The Government Accounting Office has released a new report on the issue of introducing UAVs into the national airspace for routine operations. Nothing very new or illuminating, but I'm glad that they noted that the lack of a clear regulatory path is hindering commercial development. Words that do not appear anywhere in the report: "amateur", "non-commercial", "recreational" and "open source".

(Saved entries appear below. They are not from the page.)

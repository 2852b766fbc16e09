pub mod compile;
pub mod constraint;
pub mod expr;
pub mod model;
pub mod nonlinear;
pub mod number;
pub mod objective;
pub mod prefix;
pub mod relax;
pub mod universe;
pub mod validate;
pub mod writer;

pub use compile::{compile, formulate};
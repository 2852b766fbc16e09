use std::path::{Path, PathBuf};

use suitemin_compiler::compile::CompileError;
use suitemin_compiler::formulate;
use suitemin_ir::parse::ParseError;
use suitemin_ir::record::RecordError;
use suitemin_ir::types::OutputFormat;

use crate::project::Project;

#[derive(Debug, thiserror::Error)]
pub enum PipelineError {
    #[error("Config parse error: {0}")]
    Parse(#[from] ParseError),

    #[error("Record error in '{file}': {source}")]
    Record {
        file: String,
        #[source]
        source: RecordError,
    },

    #[error("Formulation error: {0}")]
    Compile(#[from] CompileError),

    #[error("I/O error on '{}': {source}", path.display())]
    Io {
        path: PathBuf,
        #[source]
        source: std::io::Error,
    },
}

/// What a formulation run produced.
#[derive(Debug, Clone)]
pub struct FormulationReport {
    pub name: String,
    pub format: OutputFormat,
    pub written: Vec<PathBuf>,
}

/// Load `config_file` from `project_dir`, formulate and write the model
/// files into the project. Nothing is written unless every artifact was
/// produced.
pub fn run_formulation(
    project_dir: &Path,
    config_file: &Path,
) -> Result<FormulationReport, PipelineError> {
    let project = Project::new(project_dir);
    let config = project.load_config(config_file)?;
    let records = project.load_records(&config)?;
    let artifacts = formulate(&config, &records)?;
    let written = project.write_artifacts(&artifacts)?;

    Ok(FormulationReport {
        name: config.name,
        format: config.output_format,
        written,
    })
}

Although the report makes many good points, it also gets a bit silly at times, such as noting that although airlines have locked security doors protecting the cockpit, there are no such standard security measure protecting the doors to the trailers of UAV ground station. Although that may be true, most of the big UAVs are operated from inside secure facilities, and the ones that aren't tend to be pretty small. Certainly nothing like a jet full of fuel.
News coverage here.
" FAA officials also point out that TCAS computes collision avoidance solutions based on characteristics of manned aircraft, and does not incorporate unmanned aircraft’s slower turn and climb rates in developing conflict solutions. " (exerpt from news report) why do they think that a manned aircraft would outperform a uav ?
The link finally got copied to slashdot, a major milestone by internet standards. Everyone started focusing on the safety angle ever since the FAA memo got linked up, but the battle in real life is going to be more of what pilots have always fought for. More stuff in the air, more noise, people afraid of being spied on. How will residents react when hundreds of robots take a free ride 200ft over their $2 million condominium in San Jose?